La mayor virtud que tiene la boleta única no reside en la dimensión institucional sino que se resuelve en una directa apelación a la subjetividad individual. Este sistema de votación le devuelve a las personas una dosis de soberanía muy importante. Desde un punto de vista liberal, la devolución a la subjetividad de la capacidad de elegir es una gran noticia. La facilidad y hasta el estímulo que plantea la boleta única para que cada uno de nosotros pueda elegir en cada oportunidad y para cada categoría a quien pensamos puede hacerlo mejor con es una virtud infinita que, creo, pasa inadvertida para los grandes partidos y para los analistas más convencionales. Los ciudadanos eligen a algunos para legislar y a otros para administrar. La misma subjetividad propone también una dimensión crítica frente a los partidos. Cada vez más se pone en relieve que los votantes eligen personas y no partidos. Un mismo partido puede en menos de quince días ir de un porcentaje irrisorio a una resonante victoria. La subjetividad se impone, entonces, también allí. Silenciosamente, las personas, si se les da la oportunidad, mandan mensajes a los partidos, y los resultados de los distritos donde la boleta única fue implementada lo deja realmente claro. Es un llamado de atención que las fuerzas políticas debieran anotar con prolijidad y no desestimar en ningún caso.
El equipo de los institucionalistas vulgares ya ha abierto el fuego en contra del sistema con argumentos estructuralistas. Algunos más sofisticados que otros, la idea central es que se promueve la fragmentación en el sistema de partidos y que eso pone en riesgo la gobernabilidad. Que la relación entre los ejecutivos y los legislativos se ven dificultadas por la falta de correspondencia entre un voto y otro. No soy tan temerario para pensar en que es mejor un sistema desarticulado e informe que un bonito sistema de partidos ordenado y racional. Pero convengamos que nuestra democracia no necesita de la boleta única para ser un verdadero descalabro.

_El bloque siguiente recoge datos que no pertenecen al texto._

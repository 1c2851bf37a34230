//! Session and participant status resolution
//!
//! Both resolvers are pure functions of the flags they are given. The
//! session resolver is evaluated first and its result feeds the participant
//! resolver, so every row in a leaderboard agrees with the session header.

use std::fmt;

use serde::{Deserialize, Serialize};

/// Flags that decide a session's status.
#[derive(Debug, Clone, Copy, Default, PartialEq, Eq)]
pub struct SessionFlags {
    /// Session is closed (or has shown the chequered flag)
    pub closed: bool,
    /// Clock is running
    pub running: bool,
    /// A start time has been published
    pub has_start_time: bool,
}

/// Display status of a session.
#[derive(Debug, Clone, Copy, PartialEq, Eq, Hash, Serialize, Deserialize)]
#[cfg_attr(feature = "tauri", derive(specta::Type))]
pub enum SessionStatus {
    NotStarted,
    AboutToStart,
    Running,
    Completed,
}

impl SessionStatus {
    /// Resolve a session's status. First match wins:
    /// closed, running, start time published, otherwise not started.
    ///
    /// A session without any live status resolves to [`SessionStatus::NotStarted`].
    pub fn resolve(flags: Option<SessionFlags>) -> Self {
        let Some(flags) = flags else {
            return SessionStatus::NotStarted;
        };

        if flags.closed {
            SessionStatus::Completed
        } else if flags.running {
            SessionStatus::Running
        } else if flags.has_start_time {
            SessionStatus::AboutToStart
        } else {
            SessionStatus::NotStarted
        }
    }

    pub fn label(self) -> &'static str {
        match self {
            SessionStatus::NotStarted => "Not Started",
            SessionStatus::AboutToStart => "About to Start",
            SessionStatus::Running => "Running",
            SessionStatus::Completed => "Completed",
        }
    }
}

impl fmt::Display for SessionStatus {
    fn fmt(&self, f: &mut fmt::Formatter<'_>) -> fmt::Result {
        f.write_str(self.label())
    }
}

/// Flags that decide a participant's status.
#[derive(Debug, Clone, Copy, Default, PartialEq, Eq)]
pub struct ParticipantFlags {
    /// Participant crossed the line after the chequered flag
    pub seen_checkered_flag: bool,
    /// Participant is out of the session
    pub is_out: bool,
}

/// Display status of a single participant.
#[derive(Debug, Clone, Copy, PartialEq, Eq, Hash, Serialize, Deserialize)]
#[cfg_attr(feature = "tauri", derive(specta::Type))]
pub enum ParticipantStatus {
    NotStarted,
    Running,
    Out,
    Completed,
    Dnf,
}

impl ParticipantStatus {
    /// Resolve a participant's status against the session's status.
    ///
    /// Once the session is completed only the chequered flag matters.
    /// Before that, an out participant is `Out` and everyone else mirrors
    /// whether the session clock is running.
    pub fn resolve(flags: ParticipantFlags, session: SessionStatus) -> Self {
        match session {
            SessionStatus::Completed if flags.seen_checkered_flag => ParticipantStatus::Completed,
            SessionStatus::Completed => ParticipantStatus::Dnf,
            _ if flags.is_out => ParticipantStatus::Out,
            SessionStatus::Running => ParticipantStatus::Running,
            SessionStatus::NotStarted | SessionStatus::AboutToStart => {
                ParticipantStatus::NotStarted
            }
        }
    }

    pub fn label(self) -> &'static str {
        match self {
            ParticipantStatus::NotStarted => "Not Started",
            ParticipantStatus::Running => "Running",
            ParticipantStatus::Out => "Out",
            ParticipantStatus::Completed => "Completed",
            ParticipantStatus::Dnf => "DNF",
        }
    }
}

impl fmt::Display for ParticipantStatus {
    fn fmt(&self, f: &mut fmt::Formatter<'_>) -> fmt::Result {
        f.write_str(self.label())
    }
}
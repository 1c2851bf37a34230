//! Snapshot provider implementations

pub mod polling;
pub mod subscription;

pub use polling::PollingProvider;
pub use subscription::SubscriptionProvider;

Más allá de defender las versiones más sutiles de la boleta única, aquellas que distinguen entre categorías y lo hacen por color disponiendo de un casillero para optar por el voto en blanco, mi favoritismo responde a la posibilidad que este sistema habilita para valorizar la dimensión subjetiva del voto. Empezar a ver personas allí donde están, eso hace la boleta única y esa es una gran dimensión del relato del futuro.